GPU VSIPL Library

March 31st, 2009

GPU VSIPL is an implementation of Vector Signal Image Processing Library that targets Graphics Processing Units (GPUs) supporting NVIDIA’s CUDA platform. By leveraging processors capable of 900 GFLOP/s or more, your application may achieve considerable speedup without any specialized development for GPUs. The GPU VSIPL range-Doppler map application achieved a 75x speedup on the GPU simply by linking it with GPU VSIPL.

GPU VSIPL is currently released as a static library, and all releases are verified with the VSIPL Core Lite Test Suite.

GPU VSIPL was presented to the High Performance Embedded Computing Workshop 2008. Read the GPU VSIPL extended abstract [PDF].For more information, visit the GPU VSIPL Website.

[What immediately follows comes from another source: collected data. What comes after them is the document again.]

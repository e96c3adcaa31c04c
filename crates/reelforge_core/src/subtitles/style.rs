//! Fixed declarative subtitle styling.

use serde::{Deserialize, Serialize};

/// Declarative ASS style attached to a subtitle track.
///
/// The style is fixed per track, never computed per cue. The default is
/// the engine's short-form look: heavy white text with a black outline
/// and a translucent box, anchored top-center with a large vertical
/// margin so it clears faces in the middle of a 9:16 frame.
#[derive(Debug, Clone, PartialEq, Serialize, Deserialize)]
pub struct SubtitleStyle {
    pub font_name: String,
    pub font_size: u32,
    /// Primary fill color (ASS &HAABBGGRR).
    pub primary_colour: String,
    pub secondary_colour: String,
    pub outline_colour: String,
    pub back_colour: String,
    pub bold: bool,
    pub outline: u32,
    pub shadow: u32,
    /// ASS numpad alignment (8 = top center).
    pub alignment: u32,
    pub margin_l: u32,
    pub margin_r: u32,
    pub margin_v: u32,
    /// Script playback resolution the margins are authored against.
    pub play_res_x: u32,
    pub play_res_y: u32,
}

impl Default for SubtitleStyle {
    fn default() -> Self {
        Self {
            font_name: "Arial Black".to_string(),
            font_size: 80,
            primary_colour: "&H00FFFFFF".to_string(),
            secondary_colour: "&H000000FF".to_string(),
            outline_colour: "&H00000000".to_string(),
            back_colour: "&H80000000".to_string(),
            bold: true,
            outline: 5,
            shadow: 2,
            alignment: 8,
            margin_l: 40,
            margin_r: 40,
            margin_v: 300,
            play_res_x: 1080,
            play_res_y: 1920,
        }
    }
}

impl SubtitleStyle {
    /// Render the `[V4+ Styles]` style line for this style.
    pub fn style_line(&self) -> String {
        format!(
            "Style: Default,{},{},{},{},{},{},{},0,0,0,100,100,0,0,1,{},{},{},{},{},{},1",
            self.font_name,
            self.font_size,
            self.primary_colour,
            self.secondary_colour,
            self.outline_colour,
            self.back_colour,
            if self.bold { 1 } else { 0 },
            self.outline,
            self.shadow,
            self.alignment,
            self.margin_l,
            self.margin_r,
            self.margin_v,
        )
    }
}

#[cfg(test)]
mod tests {
    use super::*;

    #[test]
    fn default_style_line_matches_expected_fields() {
        let line = SubtitleStyle::default().style_line();
        assert!(line.starts_with("Style: Default,Arial Black,80,"));
        assert!(line.contains("&H00FFFFFF"));
        // bold flag and outline width
        assert!(line.contains(",1,0,0,0,100,100,0,0,1,5,2,8,"));
    }
}
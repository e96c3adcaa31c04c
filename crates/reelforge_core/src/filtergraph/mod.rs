//! Filter graph construction for clip renders.

mod builder;
mod encode;
mod graph;

pub use builder::{build_filter_graph, GraphSpec};
pub use encode::{audio_encode_args, video_encode_args, working_copy_args};
pub use graph::{AudioMap, FilterGraph, StageKind, FRAME_HEIGHT, FRAME_WIDTH};
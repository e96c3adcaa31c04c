//! Subtitle track builder.
//!
//! Groups transcript tokens into fixed-size chunks and emits one cue per
//! chunk. Cue timing comes from the tokens themselves; a translation, when
//! supplied, is re-segmented proportionally across the same chunk
//! boundaries and never re-timed, so translated subtitles cannot desync
//! from the audio.

use crate::config::SubtitleSettings;
use crate::models::TranscriptToken;

use super::style::SubtitleStyle;
use super::track::{Cue, SubtitleTrack};

/// Builds subtitle tracks for one clip's time range.
#[derive(Debug, Clone)]
pub struct SubtitleBuilder {
    words_per_cue: usize,
    cue_gap_secs: f64,
}

impl SubtitleBuilder {
    /// Create a builder from the subtitle settings section.
    pub fn new(settings: &SubtitleSettings) -> Self {
        Self {
            words_per_cue: settings.words_per_cue.max(1),
            cue_gap_secs: settings.cue_gap_secs.max(0.0),
        }
    }

    /// Build a track from tokens covering `[clip_start, clip_end]`.
    ///
    /// Token times are absolute source times; the resulting cues are
    /// relative to the clip start. Tokens outside the range are ignored,
    /// zero usable tokens produce an empty track, and cues whose computed
    /// end would not be after their start are dropped.
    pub fn build(
        &self,
        tokens: &[TranscriptToken],
        clip_start: f64,
        clip_end: f64,
        translation: Option<&str>,
    ) -> SubtitleTrack {
        let duration = clip_end - clip_start;
        if duration <= 0.0 {
            return SubtitleTrack::empty();
        }

        // Rebase overlapping tokens to clip-relative time.
        let mut rebased: Vec<(String, f64)> = tokens
            .iter()
            .filter(|t| t.end > clip_start && t.start < clip_end && !t.text.trim().is_empty())
            .map(|t| (t.text.trim().to_string(), (t.start - clip_start).max(0.0)))
            .collect();

        if rebased.is_empty() {
            return SubtitleTrack::empty();
        }
        rebased.sort_by(|a, b| a.1.total_cmp(&b.1));

        let chunks: Vec<&[(String, f64)]> = rebased.chunks(self.words_per_cue).collect();
        let chunk_sizes: Vec<usize> = chunks.iter().map(|c| c.len()).collect();

        let texts: Vec<String> = match translation {
            Some(translated) => resegment(translated, &chunk_sizes),
            None => chunks
                .iter()
                .map(|chunk| {
                    chunk
                        .iter()
                        .map(|(text, _)| text.as_str())
                        .collect::<Vec<_>>()
                        .join(" ")
                })
                .collect(),
        };

        let mut cues = Vec::with_capacity(chunks.len());
        for (i, chunk) in chunks.iter().enumerate() {
            let start = chunk[0].1;
            let end = match chunks.get(i + 1) {
                Some(next) => next[0].1 - self.cue_gap_secs,
                None => duration,
            };

            // Degenerate cues must not reach the renderer.
            if end <= start {
                continue;
            }
            let text = texts[i].trim();
            if text.is_empty() {
                continue;
            }
            cues.push(Cue::new(start, end, text));
        }

        SubtitleTrack::new(cues, SubtitleStyle::default())
    }
}

/// Split a translated sentence across chunk boundaries in proportion to
/// each chunk's token count.
fn resegment(translated: &str, chunk_sizes: &[usize]) -> Vec<String> {
    let words: Vec<&str> = translated.split_whitespace().collect();
    let total_tokens: usize = chunk_sizes.iter().sum();
    if total_tokens == 0 {
        return vec![String::new(); chunk_sizes.len()];
    }

    let mut texts = Vec::with_capacity(chunk_sizes.len());
    let mut cumulative = 0usize;
    let mut prev_boundary = 0usize;
    for size in chunk_sizes {
        cumulative += size;
        let boundary =
            ((words.len() as f64 * cumulative as f64 / total_tokens as f64).round()) as usize;
        let boundary = boundary.min(words.len());
        texts.push(words[prev_boundary..boundary].join(" "));
        prev_boundary = boundary;
    }
    texts
}

#[cfg(test)]
mod tests {
    use super::*;

    fn token(text: &str, start: f64, end: f64) -> TranscriptToken {
        TranscriptToken::new(text, start, end)
    }

    fn default_builder() -> SubtitleBuilder {
        SubtitleBuilder::new(&SubtitleSettings::default())
    }

    fn word_tokens(count: usize, base: f64, step: f64) -> Vec<TranscriptToken> {
        (0..count)
            .map(|i| {
                let start = base + i as f64 * step;
                token(&format!("w{}", i), start, start + step * 0.9)
            })
            .collect()
    }

    #[test]
    fn zero_tokens_produce_empty_track() {
        let track = default_builder().build(&[], 10.0, 40.0, None);
        assert!(track.is_empty());
    }

    #[test]
    fn groups_three_words_per_cue() {
        let tokens = word_tokens(7, 10.0, 0.5);
        let track = default_builder().build(&tokens, 10.0, 40.0, None);

        assert_eq!(track.len(), 3);
        assert_eq!(track.cues()[0].text, "w0 w1 w2");
        assert_eq!(track.cues()[1].text, "w3 w4 w5");
        assert_eq!(track.cues()[2].text, "w6");
    }

    #[test]
    fn cues_never_overlap() {
        let tokens = word_tokens(20, 5.0, 0.37);
        let track = default_builder().build(&tokens, 5.0, 30.0, None);

        for pair in track.cues().windows(2) {
            assert!(
                pair[0].end <= pair[1].start,
                "cue ending at {} overlaps next starting at {}",
                pair[0].end,
                pair[1].start
            );
        }
    }

    #[test]
    fn final_cue_ends_at_clip_end() {
        let tokens = word_tokens(6, 10.0, 0.5);
        let track = default_builder().build(&tokens, 10.0, 40.0, None);

        let last = track.cues().last().unwrap();
        assert!((last.end - 30.0).abs() < 1e-9);
    }

    #[test]
    fn tokens_outside_range_are_ignored() {
        let mut tokens = word_tokens(3, 10.0, 0.5);
        tokens.push(token("early", 2.0, 2.4));
        tokens.push(token("late", 90.0, 90.4));

        let track = default_builder().build(&tokens, 10.0, 40.0, None);
        assert_eq!(track.len(), 1);
        assert_eq!(track.cues()[0].text, "w0 w1 w2");
    }

    #[test]
    fn degenerate_cues_are_dropped() {
        // Two tokens at the same instant force the first chunk's computed
        // end behind its start once the gap is subtracted.
        let tokens = vec![token("a", 10.0, 10.4), token("b", 10.0, 10.4)];
        let settings = SubtitleSettings {
            words_per_cue: 1,
            ..SubtitleSettings::default()
        };
        let track = SubtitleBuilder::new(&settings).build(&tokens, 10.0, 40.0, None);

        assert_eq!(track.len(), 1);
        assert_eq!(track.cues()[0].text, "b");
    }

    #[test]
    fn translation_is_resegmented_not_retimed() {
        let tokens = word_tokens(6, 10.0, 1.0);
        let untranslated = default_builder().build(&tokens, 10.0, 40.0, None);
        let translated =
            default_builder().build(&tokens, 10.0, 40.0, Some("empat kata saja ya"));

        assert_eq!(untranslated.len(), translated.len());
        for (a, b) in untranslated.cues().iter().zip(translated.cues()) {
            assert_eq!(a.start, b.start);
            assert_eq!(a.end, b.end);
        }
        assert_eq!(translated.cues()[0].text, "empat kata");
        assert_eq!(translated.cues()[1].text, "saja ya");
    }

    #[test]
    fn short_translation_drops_empty_cues() {
        let tokens = word_tokens(9, 10.0, 1.0);
        let track = default_builder().build(&tokens, 10.0, 40.0, Some("satu"));

        // One translated word lands in one chunk; chunks left without any
        // words produce no cue.
        assert!(track.len() < 3);
        assert!(track.cues().iter().all(|c| !c.text.is_empty()));
    }

    #[test]
    fn resegment_distributes_proportionally() {
        let texts = resegment("a b c d e f", &[3, 3]);
        assert_eq!(texts, vec!["a b c".to_string(), "d e f".to_string()]);

        let texts = resegment("a b c d", &[3, 3]);
        assert_eq!(texts, vec!["a b".to_string(), "c d".to_string()]);
    }
}
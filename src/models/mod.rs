pub mod category;
pub mod content_store;
pub mod media_item;

pub use category::*;
pub use content_store::*;
pub use media_item::*;
use std::path::{Path, PathBuf};

use anyhow::{Context, Result};
use tracing::{info, warn};

use folio::app::FolioApp;
use folio::browse::PaginationWindow;
use folio::config::Config;
use folio::contact::{ContactForm, EmailJsClient, Service};
use folio::locale::Locale;
use folio::models::{ContentSnapshot, SqliteContentStore};

const USAGE: &str = "\
usage: folio [browse|import FILE|contact] [options]

options:
  --db PATH            content database (default: XDG config dir)
  --locale en|ar       display locale
  --page-size N        items shown before \"load more\"
  --page-increment N   items added by each \"load more\"

contact options:
  --name NAME --email ADDRESS --service wedding|portrait|corporate|event|nature
  --message TEXT [--company NAME]";

fn main() -> Result<()> {
    tracing_subscriber::fmt()
        .with_writer(std::io::stderr)
        .with_env_filter(
            tracing_subscriber::EnvFilter::from_default_env()
                .add_directive("folio=info".parse().context("Invalid log directive")?),
        )
        .init();

    let mut args = pico_args::Arguments::from_env();
    if args.contains(["-h", "--help"]) {
        println!("{USAGE}");
        return Ok(());
    }

    let command = args.subcommand()?.unwrap_or_else(|| "browse".to_string());

    let mut config = Config::from_env();
    if let Some(path) = args.opt_value_from_str::<_, PathBuf>("--db")? {
        config.db_path = Some(path);
    }
    if let Some(locale) = args.opt_value_from_str::<_, Locale>("--locale")? {
        config.locale = locale;
    }
    if let Some(n) = args.opt_value_from_str::<_, usize>("--page-size")? {
        config.page_size = n.max(1);
    }
    if let Some(n) = args.opt_value_from_str::<_, usize>("--page-increment")? {
        config.page_increment = n.max(1);
    }

    match command.as_str() {
        "browse" => {
            warn_unused(args);
            browse(&config)
        }
        "import" => {
            let file: PathBuf = args.free_from_str().context("import needs a JSON file")?;
            warn_unused(args);
            import(&config, &file)
        }
        "contact" => {
            let form = ContactForm {
                name: args.value_from_str("--name")?,
                email: args.value_from_str("--email")?,
                company: args.opt_value_from_str("--company")?,
                service: args.value_from_str::<_, Service>("--service")?,
                message: args.value_from_str("--message")?,
            };
            warn_unused(args);
            contact(&config, &form)
        }
        other => {
            eprintln!("{USAGE}");
            anyhow::bail!("unknown command: {other}")
        }
    }
}

fn warn_unused(args: pico_args::Arguments) {
    let rest = args.finish();
    if !rest.is_empty() {
        warn!(?rest, "Ignoring unused arguments");
    }
}

fn open_store(config: &Config) -> Result<SqliteContentStore> {
    let path = match &config.db_path {
        Some(path) => path.clone(),
        None => SqliteContentStore::default_db_path()?,
    };
    SqliteContentStore::open_or_recover(&path)
        .with_context(|| format!("Failed to open content store at {:?}", path))
}

fn browse(config: &Config) -> Result<()> {
    let store = open_store(config)?;
    let pagination = PaginationWindow::new(config.page_size, config.page_increment);
    let app = FolioApp::new(store, config.locale, pagination);

    let runtime = tokio::runtime::Runtime::new().context("Failed to start async runtime")?;
    let result = runtime.block_on(async {
        let stdin = tokio::io::BufReader::new(tokio::io::stdin());
        app.run(stdin, &mut std::io::stdout()).await
    });
    // The stdin reader parks a blocking thread; don't wait on it.
    runtime.shutdown_background();
    result
}

fn import(config: &Config, file: &Path) -> Result<()> {
    let text = std::fs::read_to_string(file)
        .with_context(|| format!("Failed to read fixture {:?}", file))?;
    let snapshot: ContentSnapshot = serde_json::from_str(&text)
        .with_context(|| format!("Failed to parse fixture {:?}", file))?;

    let mut store = open_store(config)?;
    let stats = store
        .import_snapshot(&snapshot)
        .context("Failed to import content snapshot")?;
    println!(
        "imported {} categories, {} brands, {} media items",
        stats.categories, stats.brands, stats.media
    );
    Ok(())
}

fn contact(config: &Config, form: &ContactForm) -> Result<()> {
    let client = EmailJsClient::from_config(&config.emailjs)?;
    let runtime = tokio::runtime::Runtime::new().context("Failed to start async runtime")?;
    runtime
        .block_on(client.send(form))
        .context("Failed to send contact form")?;
    info!(name = %form.name, "Contact form sent");
    println!("message sent");
    Ok(())
}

Parallel Implementation of the 2D Discrete Wavelet Transform on Graphics Processing Units: Filter Bank versus Lifting

February 11th, 2008

Abstract: “The widespread usage of the Discrete Wavelet Transform (DWT) has motivated the development of fast DWT algorithms and their tuning on all sorts of computer systems. Several studies have compared the performance of the most popular schemes, known as Filter Bank (FBS) and Lifting (LS), and have always concluded that Lifting is the most efficient option. However, there is no such study on streaming processors such as modern Graphic Processing Units (GPUs). Current trends have transformed these devices into powerful stream processors with enough flexibility to perform intensive and complex floating-point calculations. The opportunities opened up by these platforms, as well as the growing popularity of the DWT within the computer graphics field, make a new performance comparison of great practical interest. Our study indicates that FBS outperforms LS in current generation GPUs. In our experiments, the actual FBS gains range between 10% and 140%, depending on the problem size and the type and length of the wavelet filter. Moreover, design trends suggest higher gains in future generation GPUs. (Parallel Implementation of the 2D Discrete Wavelet Transform on Graphics Processing Units: Filter Bank versus Lifting. Christian Tenllado, Javier Setoain, Manuel Prieto, Luis Piñuel, and Francisco Tirado. IEEE Transactions on Parallel and Distributed Systems ,vol. 19, no. 3, pp. 299-310, March, 2008. )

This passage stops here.